Complex spatial structure, with partially isolated subpopulations, and environment heterogeneity, such as gradients in nutrients, oxygen, and drugs, both shape the evolution of natural populations. We investigate the impact of environment heterogeneity on mutant fixation in spatially structured populations with demes on the nodes of a graph. When migrations between demes are frequent, we find that environment heterogeneity can amplify natural selection and simultaneously accelerate mutant fixation and extinction, thereby fostering the quick fixation of beneficial mutants. We demonstrate this effect in the star graph, and more strongly in the line graph. We show that amplification requires mutants to have a stronger fitness advantage in demes with stronger migration outflow, and that this condition allows amplification in more general graphs. As a baseline, we consider circulation graphs, where migration inflow and outflow are equal in each deme. In this case, environment heterogeneity has no impact to first order, but increases the fixation probability of beneficial mutants to second order.

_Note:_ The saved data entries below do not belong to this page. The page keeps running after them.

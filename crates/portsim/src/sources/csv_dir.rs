//! Directory of downloaded price files

use std::fs::File;
use std::path::PathBuf;

use jiff::civil::Date;
use portsim_core::error::DataFetchError;
use portsim_core::model::{PriceSeries, Ticker};
use portsim_core::source::PriceSource;

use super::parse_price_csv;

/// Reads `<dir>/<TICKER>.csv` for every requested ticker
#[derive(Debug, Clone)]
pub struct CsvDirSource {
    dir: PathBuf,
}

impl CsvDirSource {
    pub fn new(dir: impl Into<PathBuf>) -> Self {
        Self { dir: dir.into() }
    }

    pub fn path_for(&self, ticker: &Ticker) -> PathBuf {
        self.dir.join(format!("{ticker}.csv"))
    }
}

impl PriceSource for CsvDirSource {
    fn fetch(&self, ticker: &Ticker, start: Date) -> Result<PriceSeries, DataFetchError> {
        let path = self.path_for(ticker);
        if !path.is_file() {
            tracing::warn!(%ticker, path = %path.display(), "no price file");
            return Err(DataFetchError::UnknownSymbol(ticker.clone()));
        }

        let file = File::open(&path).map_err(|e| DataFetchError::Parse {
            ticker: ticker.clone(),
            message: format!("reading {}: {e}", path.display()),
        })?;
        parse_price_csv(ticker, file, start)
    }
}

#[cfg(test)]
mod tests {
    use super::*;
    use jiff::civil::date;
    use std::fs;
    use tempfile::tempdir;

    #[test]
    fn test_reads_ticker_file() {
        let dir = tempdir().unwrap();
        fs::write(
            dir.path().join("SPY.csv"),
            "Date,Close\n2024-01-31,480.0\n2024-02-29,505.5\n",
        )
        .unwrap();

        let source = CsvDirSource::new(dir.path());
        let series = source.fetch(&Ticker::new("spy"), date(2024, 1, 1)).unwrap();
        assert_eq!(series.len(), 2);
        assert_eq!(series.points()[1].price, 505.5);
    }

    #[test]
    fn test_missing_file_is_unknown_symbol() {
        let dir = tempdir().unwrap();
        let source = CsvDirSource::new(dir.path());
        let err = source
            .fetch(&Ticker::new("NOPE"), date(2024, 1, 1))
            .unwrap_err();
        assert!(matches!(err, DataFetchError::UnknownSymbol(_)));
    }
}
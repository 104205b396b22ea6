//! The transaction ledger: the state machine governing a POS transaction's
//! lifecycle.
//!
//! Every state-changing operation follows the same contract:
//!
//!   validate status → mutate (optimistic versioned write) → allocate a
//!   sequence number if the action is numbered → append the audit entry
//!
//! Success is only reported after the audit entry is durably appended. If
//! the append fails, the ledger restores the pre-transition snapshot (or
//! discards a freshly inserted transaction) before propagating the error,
//! so no unaudited mutation stays visible. A `ConcurrencyConflict` on the
//! versioned write is retried from a fresh snapshot, bounded by
//! `LedgerConfig::max_transition_retries`.

use chrono::{Datelike, Utc};
use serde_json::json;
use tracing::{debug, info, warn};

use kassa_contracts::{
    audit::{AuditAction, AuditEntry, AuditRecord},
    counter::CounterScope,
    error::{KassaError, KassaResult},
    transaction::{ActorId, PaymentRecord, Transaction, TransactionId, TransactionStatus},
};

use crate::{
    config::LedgerConfig,
    provider::PaymentSignal,
    traits::{AuditSink, Fiscalizer, PaymentProvider, SequenceCounter, TransactionStore},
};

/// The central ledger wiring the trait seams together.
///
/// One `Ledger` serves many concurrent callers; all shared state lives
/// behind the trait implementations (the store's versioned writes, the
/// audit sink's serialized tail, the counters' atomic increments).
pub struct Ledger {
    store: Box<dyn TransactionStore>,
    audit: Box<dyn AuditSink>,
    counters: Box<dyn SequenceCounter>,
    provider: Box<dyn PaymentProvider>,
    fiscalizer: Box<dyn Fiscalizer>,
    config: LedgerConfig,
}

Finally, when migrations between demes are rare, we show that environment heterogeneity can also foster amplification of selection, by allowing demes with sufficient mutant advantage to become refugia for mutants.

Figures (25)

• Figure 1: Serial dilution model for spatially structured populations with environmental heterogeneities. Schematic of an elementary step of the serial dilution model. Starting from a bottleneck, each deme undergoes a deterministic local growth step followed by a dilution and migration step, leading to a new bottleneck. Blue markers represent wild-type individuals and orange markers represent mutants. Gray backgrounds with different darkness represent different environments.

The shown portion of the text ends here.